▸ TASK DETAILS:
Each entry that appears below should be restated word for word.

==== INPUT RECORDS ====

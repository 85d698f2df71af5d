//! Logging and tracing infrastructure for elfspace.
//!
//! The library only emits `tracing` events; embedding applications decide
//! where they go. These helpers install a reasonable default subscriber.

use std::sync::Once;
use tracing::info;
use tracing_subscriber::{
    fmt::{self, format::FmtSpan},
    layer::SubscriberExt,
    util::SubscriberInitExt,
    EnvFilter,
};

static INIT: Once = Once::new();

fn env_filter() -> EnvFilter {
    EnvFilter::try_from_default_env().unwrap_or_else(|_| EnvFilter::new("info"))
}

/// Initialize the global tracing subscriber.
///
/// This should be called once at program startup.
/// Subsequent calls are ignored.
pub fn init_tracing() {
    INIT.call_once(|| {
        let fmt_layer = fmt::layer()
            .with_span_events(FmtSpan::CLOSE)
            .with_target(true)
            .with_file(true)
            .with_line_number(true);

        // try_init: a test harness or host application may already own the global subscriber.
        let _ = tracing_subscriber::registry()
            .with(env_filter())
            .with(fmt_layer)
            .try_init();

        info!("elfspace tracing initialized");
    });
}

/// Initialize tracing with JSON output for structured logging.
pub fn init_tracing_json() {
    INIT.call_once(|| {
        let fmt_layer = fmt::layer()
            .json()
            .with_span_events(FmtSpan::CLOSE)
            .with_target(true)
            .with_file(true)
            .with_line_number(true)
            .with_current_span(true);

        let _ = tracing_subscriber::registry()
            .with(env_filter())
            .with(fmt_layer)
            .try_init();

        info!("elfspace tracing initialized (JSON mode)");
    });
}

====

▸ RESPONSE AREA:
repository 85d698f2df71af5d
//! Logging and tracing infrastructure for elfspace.
//!
//! The library only emits `tracing` events; embedding applications decide
//! where they go. These helpers install a reasonable default subscriber.

use std::sync::Once;
use tracing::info;
use tracing_subscriber::{
    fmt::{self, format::FmtSpan},
    layer::SubscriberExt,
    util::SubscriberInitExt,
    EnvFilter,
};

static INIT: Once = Once::new();

fn env_filter() -> EnvFilter {
    EnvFilter::try_from_default_env().unwrap_or_else(|_| EnvFilter::new("info"))
}

/// Initialize the global tracing subscriber.
///
/// This should be called once at program startup.
/// Subsequent calls are ignored.
pub fn init_tracing() {
    INIT.call_once(|| {
        let fmt_layer = fmt::layer()
            .with_span_events(FmtSpan::CLOSE)
            .with_target(true)
            .with_file(true)
            .with_line_number(true);

        // try_init: a test harness or host application may already own the global subscriber.
        let _ = tracing_subscriber::registry()
            .with(env_filter())
            .with(fmt_layer)
            .try_init();

        info!("elfspace tracing initialized");
    });
}

/// Initialize tracing with JSON output for structured logging.
pub fn init_tracing_json() {
    INIT.call_once(|| {
        let fmt_layer = fmt::layer()
            .json()
            .with_span_events(FmtSpan::CLOSE)
            .with_target(true)
            .with_file(true)
            .with_line_number(true)
            .with_current_span(true);

        let _ = tracing_subscriber::registry()
            .with(env_filter())
            .with(fmt_layer)
            .try_init();

        info!("elfspace tracing initialized (JSON mode)");
    });
}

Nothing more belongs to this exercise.